Some level of green-up is occurring across the state. Here in central PA we had several of the street tree maples send out their flowers a few weeks ago, and subsequently get burned by frost. The serviceberry in the backyard is all but ready to put its flowers out. In some parts of the southern half of the state, people are talking about seeing leaves on trees. But as the street tree red maples show, there is risk to early bud break, flower set, and leaf break. Later season frosts can kill back those young structures. So how do trees know?
Turns out it is a mix of chilling requirements, growing degree days, and photoperiod. Each species uses some combination of these three to trigger growth.
For all trees that lose their leaves for the cooler months and experience a period of dormancy, there is a minimum temperature that must be experienced for the spring warmth to trigger bud break. This chilling requirement varies according to species, but essentially is a minimum temperature requirement for a set amount of time for the species of trees native to a place. “Native to place” is an important concept as, for example, red maples in the southern US have adapted to a higher minimum winter temperature and earlier spring than their cousins in the northern US. This variation within species and to site is called “plasticity.”

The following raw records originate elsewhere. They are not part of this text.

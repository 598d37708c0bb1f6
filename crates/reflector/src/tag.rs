//! Struct field tags
//!
//! A tag string is a sequence of `key:"value"` groups separated by spaces.
//! Values are double-quoted and may contain backslash escapes. Parsing stops
//! at the first malformed group; the groups before it are kept.

use std::slice;

/// One `key:"value"` group
#[derive(Debug, Clone, PartialEq, Eq, Hash)]
pub struct Tag {
    name: String,
    value: String,
}

impl Tag {
    /// Build a tag
    pub fn new(name: impl Into<String>, value: impl Into<String>) -> Self {
        Self {
            name: name.into(),
            value: value.into(),
        }
    }

    /// Key
    pub fn name(&self) -> &str {
        &self.name
    }

    /// Unquoted value
    pub fn value(&self) -> &str {
        &self.value
    }
}

/// Tags of a field, in declaration order
#[derive(Debug, Clone, Default, PartialEq, Eq)]
pub struct Tags(Vec<Tag>);

impl Tags {
    /// Parse a raw tag string
    pub fn parse(raw: &str) -> Self {
        let mut tags = Vec::new();
        let mut rest = raw.as_bytes();

        loop {
            while let [b' ', tail @ ..] = rest {
                rest = tail;
            }
            if rest.is_empty() {
                break;
            }

            let key_len = rest
                .iter()
                .take_while(|&&b| b > b' ' && b != b':' && b != b'"' && b != 0x7f)
                .count();
            if key_len == 0
                || rest.get(key_len) != Some(&b':')
                || rest.get(key_len + 1) != Some(&b'"')
            {
                break;
            }
            let name = &rest[..key_len];
            rest = &rest[key_len + 1..];

            let Some(end) = closing_quote(rest) else {
                break;
            };
            let Some(value) = unquote(&rest[1..end]) else {
                break;
            };
            rest = &rest[end + 1..];

            tags.push(Tag {
                name: String::from_utf8_lossy(name).into_owned(),
                value,
            });
        }

        Tags(tags)
    }

    /// First tag with the given key
    pub fn find(&self, name: &str) -> Option<&Tag> {
        self.0.iter().find(|tag| tag.name == name)
    }

    /// Whether a tag with the given key exists
    pub fn contains(&self, name: &str) -> bool {
        self.find(name).is_some()
    }

    /// Number of tags
    pub fn len(&self) -> usize {
        self.0.len()
    }

    /// Whether there are no tags
    pub fn is_empty(&self) -> bool {
        self.0.is_empty()
    }

    /// Iterate in declaration order
    pub fn iter(&self) -> slice::Iter<'_, Tag> {
        self.0.iter()
    }
}

impl<'a> IntoIterator for &'a Tags {
    type Item = &'a Tag;
    type IntoIter = slice::Iter<'a, Tag>;

    fn into_iter(self) -> Self::IntoIter {
        self.0.iter()
    }
}

/// Index of the quote closing the string that opens at `quoted[0]`
fn closing_quote(quoted: &[u8]) -> Option<usize> {
    let mut i = 1;
    while i < quoted.len() {
        match quoted[i] {
            b'"' => return Some(i),
            b'\\' => i += 2,
            _ => i += 1,
        }
    }
    None
}

/// Decode the body of a double-quoted string
fn unquote(body: &[u8]) -> Option<String> {
    let mut out = Vec::with_capacity(body.len());
    let mut i = 0;

    while i < body.len() {
        let b = body[i];
        if b == b'\n' {
            return None;
        }
        if b != b'\\' {
            out.push(b);
            i += 1;
            continue;
        }

        let escape = *body.get(i + 1)?;
        i += 2;
        match escape {
            b'a' => out.push(0x07),
            b'b' => out.push(0x08),
            b'f' => out.push(0x0c),
            b'n' => out.push(b'\n'),
            b'r' => out.push(b'\r'),
            b't' => out.push(b'\t'),
            b'v' => out.push(0x0b),
            b'\\' => out.push(b'\\'),
            b'"' => out.push(b'"'),
            b'x' => {
                out.push(u8::try_from(hex(body.get(i..i + 2)?)?).ok()?);
                i += 2;
            }
            b'u' | b'U' => {
                let width = if escape == b'u' { 4 } else { 8 };
                let c = char::from_u32(hex(body.get(i..i + width)?)?)?;
                let mut buf = [0; 4];
                out.extend_from_slice(c.encode_utf8(&mut buf).as_bytes());
                i += width;
            }
            b'0'..=b'7' => {
                let digits = body.get(i - 1..i + 2)?;
                let mut v: u32 = 0;
                for &d in digits {
                    if !(b'0'..=b'7').contains(&d) {
                        return None;
                    }
                    v = v * 8 + u32::from(d - b'0');
                }
                out.push(u8::try_from(v).ok()?);
                i += 2;
            }
            _ => return None,
        }
    }

    String::from_utf8(out).ok()
}

fn hex(digits: &[u8]) -> Option<u32> {
    let text = std::str::from_utf8(digits).ok()?;
    u32::from_str_radix(text, 16).ok()
}
//! Channel variant
//!
//! Every operation needs a bound, non-nil channel. `send` and `receive`
//! block the calling thread; `try_send` and `try_receive` return
//! [`ReflectError::NotReady`] instead.

use std::fmt;
use std::sync::Arc;

use reflector_core::{ChanDir, ChannelObject, Value};
use tracing::trace;

use crate::classify::classify;
use crate::defaults::DEFAULT_CHANNEL_CAPACITY;
use crate::error::{ReflectError, Result};
use crate::instance::Instance;
use crate::ty::{Node, Reflected, Type};

/// Set of permitted channel operations
#[derive(Clone, Copy, PartialEq, Eq, Hash)]
pub struct ChanDirection(u8);

impl ChanDirection {
    /// `<-chan T`
    pub const RECEIVE: ChanDirection = ChanDirection(1);
    /// `chan<- T`
    pub const SEND: ChanDirection = ChanDirection(1 << 1);
    /// `chan T`
    pub const BOTH: ChanDirection = ChanDirection(1 | 1 << 1);

    /// Raw flag bits
    pub fn bits(self) -> u8 {
        self.0
    }

    /// Whether every flag of `other` is set
    pub fn contains(self, other: ChanDirection) -> bool {
        self.0 & other.0 == other.0
    }
}

impl From<ChanDir> for ChanDirection {
    fn from(dir: ChanDir) -> Self {
        match dir {
            ChanDir::Both => ChanDirection::BOTH,
            ChanDir::Send => ChanDirection::SEND,
            ChanDir::Recv => ChanDirection::RECEIVE,
        }
    }
}

impl fmt::Debug for ChanDirection {
    fn fmt(&self, f: &mut fmt::Formatter<'_>) -> fmt::Result {
        match *self {
            ChanDirection::BOTH => f.write_str("BOTH"),
            ChanDirection::SEND => f.write_str("SEND"),
            ChanDirection::RECEIVE => f.write_str("RECEIVE"),
            ChanDirection(bits) => write!(f, "ChanDirection({bits:#04b})"),
        }
    }
}

/// `chan T`, `chan<- T`, `<-chan T`
#[derive(Debug, Clone)]
pub struct Chan {
    node: Node,
}

impl Chan {
    pub(crate) fn new(node: Node) -> Self {
        Self { node }
    }

    /// Element type
    pub fn elem(&self) -> Option<Type> {
        classify(&self.node.descriptor.elem()?, None, None)
    }

    /// Permitted operations
    pub fn direction(&self) -> ChanDirection {
        self.node
            .descriptor
            .chan_dir()
            .map_or(ChanDirection::BOTH, ChanDirection::from)
    }

    /// Buffer capacity
    pub fn cap(&self) -> Result<usize> {
        Ok(self.object()?.capacity())
    }

    /// Number of buffered values
    pub fn len(&self) -> Result<usize> {
        Ok(self.object()?.length())
    }

    /// Whether no value is buffered
    pub fn is_empty(&self) -> Result<bool> {
        Ok(self.len()? == 0)
    }

    /// Send, blocking until buffer space or a receiver is available
    pub fn send(&self, value: Value) -> Result<()> {
        let (channel, value) = self.outgoing(value)?;
        trace!(ty = %self.node.descriptor, "channel send");
        channel.send(value)?;
        Ok(())
    }

    /// Receive, blocking until a value is available
    pub fn receive(&self) -> Result<Value> {
        let channel = self.incoming()?;
        trace!(ty = %self.node.descriptor, "channel receive");
        Ok(channel.receive()?)
    }

    /// Send without blocking
    pub fn try_send(&self, value: Value) -> Result<()> {
        let (channel, value) = self.outgoing(value)?;
        channel.try_send(value)?;
        Ok(())
    }

    /// Receive without blocking
    pub fn try_receive(&self) -> Result<Value> {
        Ok(self.incoming()?.try_receive()?)
    }

    /// Close the channel, waking every blocked sender and receiver
    pub fn close(&self) -> Result<()> {
        let channel = self.object()?;
        if !self.direction().contains(ChanDirection::SEND) {
            return Err(ReflectError::InvalidDirection { operation: "close" });
        }
        channel.close();
        Ok(())
    }

    /// Fresh live channel with the given buffer capacity
    pub fn instantiate_with_capacity(&self, capacity: Option<usize>) -> Result<Instance> {
        let capacity = capacity.unwrap_or(DEFAULT_CHANNEL_CAPACITY);
        Ok(Instance::new(Value::channel(&self.node.descriptor, capacity)?))
    }

    fn object(&self) -> Result<Arc<ChannelObject>> {
        self.node
            .load()?
            .as_chan()
            .cloned()
            .ok_or(ReflectError::NilReference)
    }

    fn outgoing(&self, value: Value) -> Result<(Arc<ChannelObject>, Value)> {
        let channel = self.object()?;
        if !self.direction().contains(ChanDirection::SEND) {
            return Err(ReflectError::InvalidDirection { operation: "send" });
        }
        let elem = self
            .node
            .descriptor
            .elem()
            .ok_or(ReflectError::NilReference)?;
        Ok((channel, value.assign_to(&elem)?))
    }

    fn incoming(&self) -> Result<Arc<ChannelObject>> {
        let channel = self.object()?;
        if !self.direction().contains(ChanDirection::RECEIVE) {
            return Err(ReflectError::InvalidDirection {
                operation: "receive",
            });
        }
        Ok(channel)
    }
}

impl Reflected for Chan {
    fn node(&self) -> &Node {
        &self.node
    }
}

#[cfg(test)]
mod tests {
    use super::*;
    use crate::{type_of_descriptor, type_of_value};
    use reflector_core::{builtin, Descriptor};

    fn live(dir: ChanDir, capacity: usize) -> Type {
        let ty = Descriptor::chan_of(dir, &builtin::string());
        type_of_value(Value::channel(&ty, capacity).unwrap()).unwrap()
    }

    #[test]
    fn test_direction_flags() {
        assert!(ChanDirection::BOTH.contains(ChanDirection::SEND));
        assert!(ChanDirection::BOTH.contains(ChanDirection::RECEIVE));
        assert!(!ChanDirection::SEND.contains(ChanDirection::RECEIVE));
        assert_eq!(ChanDirection::BOTH.bits(), 3);
        assert_eq!(ChanDirection::from(ChanDir::Recv), ChanDirection::RECEIVE);
    }

    #[test]
    fn test_type_only_operations_fail() {
        let ty = type_of_descriptor(&Descriptor::chan_of(ChanDir::Both, &builtin::int())).unwrap();
        let chan = ty.as_chan().unwrap();
        assert!(chan.elem().unwrap().is_signed_integer());
        assert_eq!(chan.direction(), ChanDirection::BOTH);
        assert_eq!(chan.send(Value::int(1)), Err(ReflectError::NilReference));
        assert_eq!(chan.try_receive(), Err(ReflectError::NilReference));
        assert_eq!(chan.cap(), Err(ReflectError::NilReference));
    }

    #[test]
    fn test_buffered_round_trip() {
        let ty = live(ChanDir::Both, 2);
        let chan = ty.as_chan().unwrap();
        assert_eq!(chan.cap().unwrap(), 2);
        chan.try_send(Value::string("a")).unwrap();
        chan.send(Value::string("b")).unwrap();
        assert_eq!(chan.try_send(Value::string("c")), Err(ReflectError::NotReady));
        assert_eq!(chan.len().unwrap(), 2);
        assert_eq!(chan.receive().unwrap(), Value::string("a"));
        assert_eq!(chan.try_receive().unwrap(), Value::string("b"));
        assert_eq!(chan.try_receive(), Err(ReflectError::NotReady));
    }

    #[test]
    fn test_direction_enforced() {
        let ty = live(ChanDir::Recv, 1);
        assert_eq!(
            ty.as_chan().unwrap().send(Value::string("x")),
            Err(ReflectError::InvalidDirection { operation: "send" })
        );
        let ty = live(ChanDir::Send, 1);
        assert_eq!(
            ty.as_chan().unwrap().receive(),
            Err(ReflectError::InvalidDirection {
                operation: "receive"
            })
        );
    }

    #[test]
    fn test_wrong_element_type() {
        let ty = live(ChanDir::Both, 1);
        assert!(matches!(
            ty.as_chan().unwrap().send(Value::int(1)),
            Err(ReflectError::InvalidType { .. })
        ));
    }

    #[test]
    fn test_closed_and_drained() {
        let ty = live(ChanDir::Both, 1);
        let chan = ty.as_chan().unwrap();
        chan.send(Value::string("last")).unwrap();
        chan.close().unwrap();
        assert_eq!(chan.receive().unwrap(), Value::string("last"));
        assert_eq!(chan.receive(), Err(ReflectError::ChannelClosed));
    }

    #[test]
    fn test_instantiate() {
        let ty = type_of_descriptor(&Descriptor::chan_of(ChanDir::Both, &builtin::int())).unwrap();
        assert!(ty.instantiate().unwrap().elem().is_nil());
        let instance = ty
            .as_chan()
            .unwrap()
            .instantiate_with_capacity(Some(4))
            .unwrap();
        let live = instance.reflect().unwrap();
        assert_eq!(live.as_chan().unwrap().cap().unwrap(), 4);
        let unbuffered = ty.as_chan().unwrap().instantiate_with_capacity(None).unwrap();
        assert_eq!(unbuffered.elem().cap(), Some(DEFAULT_CHANNEL_CAPACITY));
    }
}
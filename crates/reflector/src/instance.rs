//! Instances produced by `instantiate`

use reflector_core::{new_slot, Descriptor, Handle, Slot, Value};

use crate::classify::classify;
use crate::ty::Type;

/// A freshly allocated value owned by the caller
///
/// The value lives in its own storage cell; it never aliases the node that
/// produced it.
#[derive(Debug, Clone)]
pub struct Instance {
    slot: Slot,
}

impl Instance {
    pub(crate) fn new(value: Value) -> Self {
        Self {
            slot: new_slot(value),
        }
    }

    /// Pointer to the instance
    pub fn val(&self) -> Value {
        Value::pointer_from_slot(&self.ty(), self.slot.clone())
    }

    /// Copy of the instance
    pub fn elem(&self) -> Value {
        self.slot.read().clone()
    }

    /// Addressable handle to the instance
    pub fn handle(&self) -> Handle {
        Handle::addressable(self.slot.clone())
    }

    /// Type of the instance
    pub fn ty(&self) -> Descriptor {
        self.slot.read().ty().clone()
    }

    /// Settable classification of the instance
    pub fn reflect(&self) -> Option<Type> {
        classify(&self.ty(), Some(self.handle()), None)
    }
}

#[cfg(test)]
mod tests {
    use super::*;
    use crate::Reflected;
    use reflector_core::builtin;

    #[test]
    fn test_val_and_elem_share_storage() {
        let instance = Instance::new(Value::zero(&builtin::int()));
        let ptr = instance.val();
        assert_eq!(ptr.ty().name(), "*int");
        *ptr.pointee().unwrap().write() = Value::int(8);
        assert_eq!(instance.elem(), Value::int(8));
    }

    #[test]
    fn test_reflect_is_settable() {
        let instance = Instance::new(Value::zero(&builtin::string()));
        let ty = instance.reflect().unwrap();
        ty.set_value(Value::string("hi")).unwrap();
        assert_eq!(instance.elem(), Value::string("hi"));
    }
}
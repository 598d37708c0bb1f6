//! Scalar variants
//!
//! Numeric setters check the target width before storing; a value that does
//! not fit fails with [`ReflectError::Overflow`] and leaves the stored value
//! untouched. `set_value` with a value of exactly the node's type skips that
//! check.

use reflector_core::{Complex128, Data, Kind, Value};

use crate::error::{ReflectError, Result};
use crate::ty::{Node, Reflected};

/// Storage width of a numeric type
#[derive(Debug, Clone, Copy, PartialEq, Eq, Hash, PartialOrd, Ord)]
pub enum BitSize {
    /// 8 bits
    Bits8,
    /// 16 bits
    Bits16,
    /// 32 bits
    Bits32,
    /// 64 bits
    Bits64,
    /// 128 bits
    Bits128,
}

impl BitSize {
    /// Width of a numeric kind
    pub fn of(kind: Kind) -> Option<BitSize> {
        match kind.bits()? {
            8 => Some(BitSize::Bits8),
            16 => Some(BitSize::Bits16),
            32 => Some(BitSize::Bits32),
            64 => Some(BitSize::Bits64),
            128 => Some(BitSize::Bits128),
            _ => None,
        }
    }

    /// Number of bits
    pub fn bits(self) -> u32 {
        match self {
            BitSize::Bits8 => 8,
            BitSize::Bits16 => 16,
            BitSize::Bits32 => 32,
            BitSize::Bits64 => 64,
            BitSize::Bits128 => 128,
        }
    }
}

fn bit_size(node: &Node) -> BitSize {
    BitSize::of(node.descriptor.kind()).unwrap_or(BitSize::Bits64)
}

fn mismatch(node: &Node, value: &Value) -> ReflectError {
    ReflectError::invalid_type(&node.descriptor, value.ty())
}

macro_rules! scalar_node {
    ($($name:ident),* $(,)?) => {
        $(
            impl $name {
                pub(crate) fn new(node: Node) -> Self {
                    Self { node }
                }
            }
        )*
    };
}

scalar_node!(Boolean, StringType, SignedInteger, UnsignedInteger, Float, Complex);

/// `bool`
#[derive(Debug, Clone)]
pub struct Boolean {
    node: Node,
}

impl Boolean {
    /// Bound value
    pub fn bool_value(&self) -> Result<bool> {
        let value = self.node.load()?;
        value.as_bool().ok_or_else(|| mismatch(&self.node, &value))
    }

    /// Store a new value
    pub fn set_bool_value(&self, v: bool) -> Result<()> {
        self.node.store_scalar(Data::Bool(v))
    }
}

impl Reflected for Boolean {
    fn node(&self) -> &Node {
        &self.node
    }

    fn set_value(&self, value: Value) -> Result<()> {
        self.node.settable()?;
        if value.ty() == self.descriptor() {
            return self.node.store(value);
        }
        match value.data() {
            Data::Bool(v) => self.set_bool_value(*v),
            _ => Err(mismatch(&self.node, &value)),
        }
    }
}

/// `string`
#[derive(Debug, Clone)]
pub struct StringType {
    node: Node,
}

impl StringType {
    /// Bound value
    pub fn string_value(&self) -> Result<String> {
        let value = self.node.load()?;
        value
            .as_str()
            .map(str::to_string)
            .ok_or_else(|| mismatch(&self.node, &value))
    }

    /// Store a new value
    pub fn set_string_value(&self, v: impl Into<String>) -> Result<()> {
        self.node.store_scalar(Data::String(v.into()))
    }
}

impl Reflected for StringType {
    fn node(&self) -> &Node {
        &self.node
    }

    fn set_value(&self, value: Value) -> Result<()> {
        self.node.settable()?;
        if value.ty() == self.descriptor() {
            return self.node.store(value);
        }
        match value.data() {
            Data::String(v) => self.set_string_value(v.clone()),
            _ => Err(mismatch(&self.node, &value)),
        }
    }
}

/// `int`, `int8`, `int16`, `int32`, `int64`
#[derive(Debug, Clone)]
pub struct SignedInteger {
    node: Node,
}

impl SignedInteger {
    /// Storage width
    pub fn bit_size(&self) -> BitSize {
        bit_size(&self.node)
    }

    /// Bound value
    pub fn integer_value(&self) -> Result<i64> {
        let value = self.node.load()?;
        value.as_int().ok_or_else(|| mismatch(&self.node, &value))
    }

    /// Store a new value after checking it fits
    pub fn set_integer_value(&self, v: i64) -> Result<()> {
        self.node.settable()?;
        if self.overflow(v) {
            return Err(ReflectError::Overflow);
        }
        self.node.store_scalar(Data::Int(v))
    }

    /// Whether `v` lies outside `[min, max]` for the width
    pub fn overflow(&self, v: i64) -> bool {
        let shift = 64 - self.bit_size().bits().min(64);
        (v << shift) >> shift != v
    }
}

impl Reflected for SignedInteger {
    fn node(&self) -> &Node {
        &self.node
    }

    fn set_value(&self, value: Value) -> Result<()> {
        self.node.settable()?;
        if value.ty() == self.descriptor() {
            return self.node.store(value);
        }
        match value.data() {
            Data::Int(v) => self.set_integer_value(*v),
            Data::Uint(v) => {
                let v = i64::try_from(*v).map_err(|_| ReflectError::Overflow)?;
                self.set_integer_value(v)
            }
            _ => Err(mismatch(&self.node, &value)),
        }
    }
}

/// `uint`, `uint8`, `uint16`, `uint32`, `uint64`
#[derive(Debug, Clone)]
pub struct UnsignedInteger {
    node: Node,
}

impl UnsignedInteger {
    /// Storage width
    pub fn bit_size(&self) -> BitSize {
        bit_size(&self.node)
    }

    /// Bound value
    pub fn integer_value(&self) -> Result<u64> {
        let value = self.node.load()?;
        value.as_uint().ok_or_else(|| mismatch(&self.node, &value))
    }

    /// Store a new value after checking it fits
    pub fn set_integer_value(&self, v: u64) -> Result<()> {
        self.node.settable()?;
        if self.overflow(v) {
            return Err(ReflectError::Overflow);
        }
        self.node.store_scalar(Data::Uint(v))
    }

    /// Whether `v` exceeds the maximum for the width
    pub fn overflow(&self, v: u64) -> bool {
        let bits = self.bit_size().bits();
        bits < 64 && v >> bits != 0
    }
}

impl Reflected for UnsignedInteger {
    fn node(&self) -> &Node {
        &self.node
    }

    fn set_value(&self, value: Value) -> Result<()> {
        self.node.settable()?;
        if value.ty() == self.descriptor() {
            return self.node.store(value);
        }
        match value.data() {
            Data::Uint(v) => self.set_integer_value(*v),
            Data::Int(v) => {
                let v = u64::try_from(*v).map_err(|_| ReflectError::Overflow)?;
                self.set_integer_value(v)
            }
            _ => Err(mismatch(&self.node, &value)),
        }
    }
}

/// `float32`, `float64`
#[derive(Debug, Clone)]
pub struct Float {
    node: Node,
}

impl Float {
    /// Storage width
    pub fn bit_size(&self) -> BitSize {
        bit_size(&self.node)
    }

    /// Bound value
    pub fn float_value(&self) -> Result<f64> {
        let value = self.node.load()?;
        value.as_float().ok_or_else(|| mismatch(&self.node, &value))
    }

    /// Store a new value after checking it fits
    pub fn set_float_value(&self, v: f64) -> Result<()> {
        self.node.settable()?;
        if self.overflow(v) {
            return Err(ReflectError::Overflow);
        }
        self.node.store_scalar(Data::Float(v))
    }

    /// Whether a finite `v` is out of range for `float32`
    pub fn overflow(&self, v: f64) -> bool {
        float_overflow(self.bit_size(), v)
    }
}

fn float_overflow(size: BitSize, v: f64) -> bool {
    if size != BitSize::Bits32 {
        return false;
    }
    let magnitude = v.abs();
    magnitude > f64::from(f32::MAX) && magnitude <= f64::MAX
}

impl Reflected for Float {
    fn node(&self) -> &Node {
        &self.node
    }

    fn set_value(&self, value: Value) -> Result<()> {
        self.node.settable()?;
        if value.ty() == self.descriptor() {
            return self.node.store(value);
        }
        match value.data() {
            Data::Float(v) => self.set_float_value(*v),
            _ => Err(mismatch(&self.node, &value)),
        }
    }
}

/// `complex64`, `complex128`
#[derive(Debug, Clone)]
pub struct Complex {
    node: Node,
}

impl Complex {
    /// Storage width of the whole number
    pub fn bit_size(&self) -> BitSize {
        bit_size(&self.node)
    }

    fn part_size(&self) -> BitSize {
        if self.bit_size() == BitSize::Bits64 {
            BitSize::Bits32
        } else {
            BitSize::Bits64
        }
    }

    /// Bound value
    pub fn complex_value(&self) -> Result<Complex128> {
        let value = self.node.load()?;
        value.as_complex().ok_or_else(|| mismatch(&self.node, &value))
    }

    /// Store a new value after checking both parts fit
    pub fn set_complex_value(&self, v: Complex128) -> Result<()> {
        self.node.settable()?;
        if self.overflow(v) {
            return Err(ReflectError::Overflow);
        }
        self.node.store_scalar(Data::Complex(v))
    }

    /// Real part
    pub fn real_data(&self) -> Result<f64> {
        Ok(self.complex_value()?.re)
    }

    /// Imaginary part
    pub fn imaginary_data(&self) -> Result<f64> {
        Ok(self.complex_value()?.im)
    }

    /// Replace the real part
    pub fn set_real_data(&self, re: f64) -> Result<()> {
        let current = self.complex_value()?;
        self.set_complex_value(Complex128::new(re, current.im))
    }

    /// Replace the imaginary part
    pub fn set_imaginary_data(&self, im: f64) -> Result<()> {
        let current = self.complex_value()?;
        self.set_complex_value(Complex128::new(current.re, im))
    }

    /// Whether either part is out of range for `complex64`
    pub fn overflow(&self, v: Complex128) -> bool {
        let part = self.part_size();
        float_overflow(part, v.re) || float_overflow(part, v.im)
    }
}

impl Reflected for Complex {
    fn node(&self) -> &Node {
        &self.node
    }

    fn set_value(&self, value: Value) -> Result<()> {
        self.node.settable()?;
        if value.ty() == self.descriptor() {
            return self.node.store(value);
        }
        match value.data() {
            Data::Complex(v) => self.set_complex_value(*v),
            _ => Err(mismatch(&self.node, &value)),
        }
    }
}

Warm spring temperatures can be an overriding driver of bud break, to an extent. Growing degree days are the days above a certain minimum temperature threshold. Each species requires a certain number of degree days above their temperature threshold to trigger growth. For those who track when trees break bud and, in comparison to historical records, bud break is occurring earlier than it used to in response to warmer spring conditions. Interestingly, there have been studies done in Concord, Massachusetts using the writings of Henry David Thoreau as a record for bud break to compare to today.
Day length, or photoperiod, is a check on the bud break system. Unseasonable warmth, but during the shorter days of early spring, may not trigger growth for those species with strong photoperiod requirements – helping to ensure they don’t get burned by late frosts. The air may be warm, but it’s not quite right, and our native species are regulated somewhat by daylength.
Species that have weak chilling requirements and minimal photoperiod requirements leaf out early, increasing their resources for growth, increasing their distribution and abundance. This is the strategy of many of our successful invasive plant species. The “early green” in Pennsylvania’s forests is triggered by day length and early warmth, giving these invasive plants a competitive strategy against our native species, which have stronger chilling and longer photoperiod requirements.
Bud break, flowers, and leaf out for trees and plants (and events like migration, emergence from hibernation, breeding, dispersal for animals) are part of the science of phenology. Phenology is the study of the annual timing of developmental events. Tracking timing events in your neck of the woods can enhance your understanding of your woods and contribute to larger scientific efforts about the changing natural world.
If you too are intrigued by the cues of nature, consider contributing to the National Phenology Network’s Nature’s Notebook or Project Budburst, and add your nature observations to the larger citizen science efforts.
Every spring, I remind myself to be patient with the trees. While we love to see the flowers and new growth of our native trees, they are more attuned to their site and less responsive to the warmth than we humans seem to be. And that understanding is an important part of our connection with the woods.